• _Aim of the task_
Retype exactly the lines that run from the start of the data to the line holding "exactly one of", including both, and only those.

• _Source data_
use std::{fmt::Debug, sync::Arc};

use chrono::{DateTime, Duration, Utc};
use log::*;

use crate::{
    db_types::{AuctionTimer, ListingId, ListingStatus, TimerId},
    events::{AuctionEndedEvent, EventProducers},
    helpers::{Clock, SystemClock},
    traits::{AuctionTimerStore, MarketplaceDatabase, SettlementError},
};

/// `AuctionTimerApi` runs bidding countdowns.
///
/// Nothing is held in memory. Each timer persists its absolute end time, and every question ("how long is left?", "is
/// it over?") is answered by comparing that end time with the clock. Restarting the process therefore loses nothing:
/// a timer that ended while the process was down is simply due the next time anyone looks.
///
/// Expiry is a compare-and-swap on the timer's status, so however many pollers race on the same timer, exactly one of
/// them wins and publishes [`AuctionEndedEvent`].
pub struct AuctionTimerApi<B> {
    db: B,
    clock: Arc<dyn Clock>,
    producers: EventProducers,
}

impl<B> Debug for AuctionTimerApi<B> {
    fn fmt(&self, f: &mut std::fmt::Formatter<'_>) -> std::fmt::Result {
        write!(f, "AuctionTimerApi")
    }
}

impl<B: Clone> Clone for AuctionTimerApi<B> {
    fn clone(&self) -> Self {
        Self { db: self.db.clone(), clock: Arc::clone(&self.clock), producers: self.producers.clone() }
    }
}

impl<B> AuctionTimerApi<B> {
    pub fn new(db: B, producers: EventProducers) -> Self {
        Self { db, clock: Arc::new(SystemClock), producers }
    }

    pub fn with_clock(mut self, clock: Arc<dyn Clock>) -> Self {
        self.clock = clock;
        self
    }

    fn now(&self) -> DateTime<Utc> {
        self.clock.now()
    }
}

impl<B> AuctionTimerApi<B>
where B: AuctionTimerStore + MarketplaceDatabase
{
    /// Starts a countdown of `duration` for an active listing. Any countdown already running for the listing is
    /// cancelled in the same database transaction.
    pub async fn start_timer(
        &self,
        listing_id: &ListingId,
        duration: Duration,
    ) -> Result<AuctionTimer, SettlementError> {
        if duration <= Duration::zero() {
            return Err(SettlementError::validation("duration", "must be positive"));
        }
        let listing = self
            .db
            .fetch_listing(listing_id)
            .await?
            .ok_or_else(|| SettlementError::ListingNotFound(listing_id.clone()))?;
        if listing.status != ListingStatus::Active {
            return Err(SettlementError::ListingNotActive(listing_id.clone(), listing.status));
        }
        let started_at = self.now();
        let ends_at = started_at
            .checked_add_signed(duration)
            .ok_or_else(|| SettlementError::validation("duration", "ends beyond the supported date range"))?;
        let (timer, replaced) = self.db.start_timer(TimerId::generate(), listing_id, started_at, ends_at).await?;
        if let Some(old) = replaced {
            info!("⏱️ Auction for {listing_id} restarted. Timer {} was cancelled.", old.id);
        }
        info!("⏱️ Auction for {listing_id} runs until {ends_at}");
        Ok(timer)
    }

    /// Time remaining on the listing's countdown. Zero if there is no running countdown. Never fails: storage errors
    /// are logged and reported as zero.
    pub async fn time_left(&self, listing_id: &ListingId) -> Duration {
        match self.db.fetch_active_timer(listing_id).await {
            Ok(Some(timer)) => timer.time_left(self.now()),
            Ok(None) => Duration::zero(),
            Err(e) => {
                error!("⏱️ Could not read the timer for {listing_id}. {e}");
                Duration::zero()
            },
        }
    }

    /// Whether the listing has a countdown that has not reached its end time. Never fails.
    pub async fn is_active(&self, listing_id: &ListingId) -> bool {
        match self.db.fetch_active_timer(listing_id).await {
            Ok(Some(timer)) => timer.is_running(self.now()),
            Ok(None) => false,
            Err(e) => {
                error!("⏱️ Could not read the timer for {listing_id}. {e}");
                false
            },
        }
    }

    /// Cancels the listing's countdown. Returns `false` if there was nothing to cancel.
    pub async fn cancel_timer(&self, listing_id: &ListingId) -> Result<bool, SettlementError> {
        let cancelled = self.db.cancel_active_timer(listing_id, self.now()).await?;
        match cancelled {
            Some(timer) => {
                info!("⏱️ Timer {} for {listing_id} cancelled", timer.id);
                Ok(true)
            },
            None => Ok(false),
        }
    }

    /// Expires every countdown whose end time has passed. Only the timers this call actually expired are returned, and
    /// an [`AuctionEndedEvent`] is published for each of them.
    pub async fn expire_due(&self) -> Result<Vec<AuctionTimer>, SettlementError> {
        let now = self.now();
        let due = self.db.fetch_active_timers().await?.into_iter().filter(|t| t.is_due(now));
        let mut expired = Vec::new();
        for timer in due {
            if let Some(timer) = self.expire(&timer.id, now).await? {
                expired.push(timer);
            }
        }
        if !expired.is_empty() {
            debug!("⏱️ {} auction(s) ended", expired.len());
        }
        Ok(expired)
    }

    /// The single-listing version of [`Self::expire_due`]. This is the entry point for an external scheduler that
    /// wakes up for one specific timer; the built-in auction worker polls with [`Self::expire_due`] instead. Both paths
    /// agree for the same instant, and whichever runs first publishes the [`AuctionEndedEvent`].
    pub async fn expire_if_due(&self, listing_id: &ListingId) -> Result<Option<AuctionTimer>, SettlementError> {
        let now = self.now();
        match self.db.fetch_active_timer(listing_id).await? {
            Some(timer) if timer.is_due(now) => self.expire(&timer.id, now).await,
            _ => Ok(None),
        }
    }

    async fn expire(&self, id: &TimerId, now: DateTime<Utc>) -> Result<Option<AuctionTimer>, SettlementError> {
        let expired = self.db.expire_timer(id, now).await?;
        match &expired {
            Some(timer) => {
                info!("⏱️ Auction for {} has ended", timer.listing_id);
                self.producers.publish_auction_ended(AuctionEndedEvent::new(timer.clone())).await;
            },
            None => trace!("⏱️ Timer {id} was already closed by someone else"),
        }
        Ok(expired)
    }

    /// The earliest end time among running countdowns.
    pub async fn next_wake(&self) -> Result<Option<DateTime<Utc>>, SettlementError> {
        let timers = self.db.fetch_active_timers().await?;
        Ok(timers.iter().map(|t| t.ends_at).min())
    }

    /// The listing's most recent countdown, whatever its status.
    pub async fn timer(&self, listing_id: &ListingId) -> Result<Option<AuctionTimer>, SettlementError> {
        self.db.fetch_latest_timer(listing_id).await
    }
}
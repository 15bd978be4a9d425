use std::{env, env::VarError};

/// The server takes no arguments. Passing any prints the help text and the current configuration, and the caller
/// should then exit.
pub fn handle_command_line_args() -> bool {
    let has_cli_args = env::args().count() > 1;
    if has_cli_args {
        display_readme();
        display_envs();
    }
    has_cli_args
}

fn display_readme() {
    const README: &str = include_str!("./cli-help.txt");
    println!("\n{README}\n");
}

fn display_envs() {
    // Listed explicitly so that secrets (ESCROW_STRIPE_API_KEY) are never printed
    const DISPLAY_ENVS: [&str; 17] = [
        "RUST_LOG",
        "ESCROW_HOST",
        "ESCROW_PORT",
        "ESCROW_DATABASE_URL",
        "ESCROW_FLAT_FEE",
        "ESCROW_FEE_RATE",
        "ESCROW_MIN_CHARGE",
        "ESCROW_CURRENCY",
        "ESCROW_PROXIMITY_RADIUS_M",
        "ESCROW_LOCATION_MAX_AGE_SECS",
        "ESCROW_DISPUTE_WINDOW_DAYS",
        "ESCROW_HOLD_INTRO_COUNT",
        "ESCROW_HOLD_INTRO_HOURS",
        "ESCROW_HOLD_STANDARD_MINUTES",
        "ESCROW_AUCTION_POLL_SECS",
        "ESCROW_AUCTION_WORKER",
        "ESCROW_STRIPE_API_URL",
    ];

    println!("Current environment values (EXCLUDING variables that contain secrets):");
    DISPLAY_ENVS.iter().for_each(|&name| {
        let val = match env::var(name) {
            Ok(s) => s,
            Err(VarError::NotPresent) => "Not set".into(),
            Err(VarError::NotUnicode(s)) => format!("Invalid value: {}", s.to_string_lossy()),
        };
        println!("  {name:<35} {val:<15}");
    })
}
use serde::{Deserialize, Serialize};

use crate::db_types::{AuctionTimer, Dispute, Transaction};

macro_rules! event {
    ($(#[$doc:meta])* $name:ident { $field:ident: $ty:ty } => $label:literal) => {
        $(#[$doc])*
        #[derive(Debug, Clone, PartialEq, Serialize, Deserialize)]
        pub struct $name {
            pub $field: $ty,
        }

        impl $name {
            pub fn new($field: $ty) -> Self {
                Self { $field }
            }

            /// The notification topic for this event.
            pub fn name(&self) -> &'static str {
                $label
            }
        }
    };
}

event!(
    /// A transaction was created in `pending` with its payment intent.
    TransactionCreatedEvent { transaction: Transaction } => "transaction.created"
);
event!(
    /// The processor confirmed payment and the transaction moved to `paid`.
    TransactionPaidEvent { transaction: Transaction } => "transaction.paid"
);
event!(
    /// A proximity check succeeded and the transaction awaits completion confirmations.
    TransactionDeliveredEvent { transaction: Transaction } => "transaction.delivered"
);
event!(TransactionCompletedEvent { transaction: Transaction } => "transaction.completed");
event!(TransactionRefundedEvent { transaction: Transaction } => "transaction.refunded");
event!(DisputeOpenedEvent { dispute: Dispute } => "dispute.opened");
event!(DisputeResolvedEvent { dispute: Dispute } => "dispute.resolved");
event!(
    /// Fired exactly once per timer, by whichever expiry check wins the `active → expired` swap.
    AuctionEndedEvent { timer: AuctionTimer } => "auction.ended"
);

• _Written solution_
use std::{fmt::Debug, sync::Arc};

use chrono::{DateTime, Duration, Utc};
use log::*;

use crate::{
    db_types::{AuctionTimer, ListingId, ListingStatus, TimerId},
    events::{AuctionEndedEvent, EventProducers},
    helpers::{Clock, SystemClock},
    traits::{AuctionTimerStore, MarketplaceDatabase, SettlementError},
};

/// `AuctionTimerApi` runs bidding countdowns.
///
/// Nothing is held in memory. Each timer persists its absolute end time, and every question ("how long is left?", "is
/// it over?") is answered by comparing that end time with the clock. Restarting the process therefore loses nothing:
/// a timer that ended while the process was down is simply due the next time anyone looks.
///
/// Expiry is a compare-and-swap on the timer's status, so however many pollers race on the same timer, exactly one of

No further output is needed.